Ele se calou. Achou melhor não insistir no assunto naquele momento, para evitar que ela se aborrecesse muito. Antes mesmo de lhe tirar a pressão ou medir os batimentos cardíacos, pensou em apalpar as regiões que ela disse que doíam. Ia fazer isso quando a mulher afastou-se e arregalou um pouco os olhos, mirando o doutor com uma certa feição de preocupação:

- Doutor! O senhor não vai vestir as luvas pra encostar em mim?!

Enquanto dava sequência ao seu procedimento, sem olhar nos olhos de dona Cleuza, ele respondia calmamente que não era necessário, afinal... Foi quando ele caiu em si. Entendeu a pergunta. Entendeu a dúvida.

Parou o que fazia. Sentiu muita tristeza, aquele nó na garganta voltou maior, depois virou água e subiu até os olhos. Doutor Téo quis chorar de vergonha, mas controlou-se firme. Que tipo de gente faz isso? Tem nojo de uma senhora pobre?! Inofensiva, ingênua, coitada! Pensa que ela não vai perceber isso? Gente que se anuncia como salvador de vidas e se recusa a tocar numa senhora saudável?

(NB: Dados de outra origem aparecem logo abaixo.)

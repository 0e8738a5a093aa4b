//! Property-based tests for the x86 decoder.
//!
//! These tests verify invariants that should hold for all input:
//! - Decoding never panics on arbitrary bytes
//! - Decoded length is within 1..=15 and within the buffer
//! - Decoding is deterministic
//! - Walking a buffer covers every byte exactly once

use proptest::prelude::*;

use decant_disasm::{Bitness, Code, Decoder, MAX_INSTRUCTION_LEN};

fn bitness() -> impl Strategy<Value = Bitness> {
    prop_oneof![Just(Bitness::Bits16), Just(Bitness::Bits32), Just(Bitness::Bits64)]
}

proptest! {
    #![proptest_config(ProptestConfig::with_cases(10000))]

    /// Decoding arbitrary bytes should never panic.
    #[test]
    fn decode_never_panics(bitness in bitness(), bytes in prop::collection::vec(any::<u8>(), 0..32)) {
        let mut decoder = Decoder::new(bitness, &bytes, 0x1000);
        let _ = decoder.try_decode();
        let _ = decoder.decode();
    }

    /// Every decode of a non-empty buffer covers 1..=15 bytes.
    #[test]
    fn decoded_len_is_valid(bitness in bitness(), bytes in prop::collection::vec(any::<u8>(), 1..32)) {
        let instr = Decoder::new(bitness, &bytes, 0x1000).decode();
        prop_assert!(instr.len() >= 1, "length must be at least 1");
        prop_assert!(instr.len() <= MAX_INSTRUCTION_LEN, "length must be at most 15");
        prop_assert!(instr.len() <= bytes.len(), "length cannot exceed the input");
        prop_assert!(instr.op_count() <= 4);
    }

    /// Same input, same output.
    #[test]
    fn decode_is_deterministic(bitness in bitness(), bytes in prop::collection::vec(any::<u8>(), 1..32)) {
        let first = Decoder::new(bitness, &bytes, 0x1000).try_decode();
        let second = Decoder::new(bitness, &bytes, 0x1000).try_decode();
        prop_assert_eq!(first, second);
    }

    /// `decode` and `try_decode` agree on the instruction and its length.
    #[test]
    fn decode_matches_try_decode(bitness in bitness(), bytes in prop::collection::vec(any::<u8>(), 1..32)) {
        let mut a = Decoder::new(bitness, &bytes, 0x1000);
        let mut b = Decoder::new(bitness, &bytes, 0x1000);
        let instr = a.decode();
        match b.try_decode() {
            Ok(ok) => prop_assert_eq!(instr, ok),
            Err(_) => prop_assert!(instr.is_invalid()),
        }
        prop_assert_eq!(a.position(), b.position());
        prop_assert_eq!(a.ip(), b.ip());
    }

    /// Iterating covers the buffer exactly, with contiguous addresses.
    #[test]
    fn iteration_covers_buffer(
        bitness in bitness(),
        bytes in prop::collection::vec(any::<u8>(), 0..256),
        ip in 0u64..0xF000,
    ) {
        let mut next_ip = ip;
        let mut covered = 0;
        for instr in Decoder::new(bitness, &bytes, ip) {
            prop_assert_eq!(instr.ip(), next_ip);
            next_ip = instr.next_ip();
            covered += instr.len();
        }
        prop_assert_eq!(covered, bytes.len());
    }

    /// Successfully decoded instructions keep the requested address.
    #[test]
    fn decoded_address_matches(
        bytes in prop::collection::vec(any::<u8>(), 1..32),
        addr in 0x1000u64..0xFFFF_FFFF_FFFF_0000u64,
    ) {
        let instr = Decoder::new(Bitness::Bits64, &bytes, addr).decode();
        prop_assert_eq!(instr.ip(), addr);
        prop_assert_eq!(instr.bitness(), Bitness::Bits64);
    }

    /// Register-form ALU instructions decode the same in 32- and 64-bit mode.
    #[test]
    fn alu_register_forms_agree(family in 0u8..8, dir in 0u8..4, modrm in 0xC0u8..=0xFF) {
        let bytes = [(family << 3) | dir, modrm];
        let legacy = Decoder::new(Bitness::Bits32, &bytes, 0).decode();
        let long = Decoder::new(Bitness::Bits64, &bytes, 0).decode();
        prop_assert_ne!(legacy.code(), Code::INVALID);
        prop_assert_eq!(legacy.code(), long.code());
        prop_assert_eq!(legacy.len(), 2);
        prop_assert_eq!(legacy.op_kinds(), long.op_kinds());
    }
}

Que crueldade fazê-la pensar que é natural que sintam nojo de sua pele cansada, enrugada. A pobreza não é bonita. Os anos se passam e levam a vivacidade dos movimentos, a destreza dos pensamentos, levam a leveza, a pele lisa. Aos idosos e às idosas, resta lembrar que conseguiam fazer as coisas, quando eram vistos. Quando não precisavam contar com a paciência de quem quer tudo com a pressa de anteontem. Os tempos mudam.

Que tipo de gente, meu Deus?! Que tipo de gente se recusa a encostar numa velha ex-faxineira que sente as dores de ser pobre, mulher, idosa? De viver na periferia e não ter direito aos sonhos e aos encantos do consumo que ela vê pela TV, quando tenta se distrair de sua própria vida. De viver na periferia e acostumar-se a não ter direitos, a mais nem saber o que são direitos. Aqueles que deveriam curar suas dores? Aqueles que deviam trabalhar para que ela se sentisse bem, são esses que têm nojo dela? E ela pensa que isso é normal?!

Acostumou-se a ser um fardo. Os dois ônibus lotados que pegava para chegar à casa da patroa, não podia reclamar deles, porque ninguém ouviria. Já era suficientemente bom que eles existissem e permitissem que ela cumprisse seu trajeto. Era normal, também, cuidar sozinha de seis filhos. Trabalhar, cuidar da casa. Lavar, passar, cozinhar para a sua e para outras famílias. Nunca teve tempo livre, como tivera seu marido – que Deus o tenha –, que gostava de beber e de jogar bola. Ela se divertia sabendo das histórias da vizinhança. Era normal. Assim como era normal que os médicos usassem luvas para tocar nela, mesmo que ela não apresentasse nenhuma enfermidade contagiosa.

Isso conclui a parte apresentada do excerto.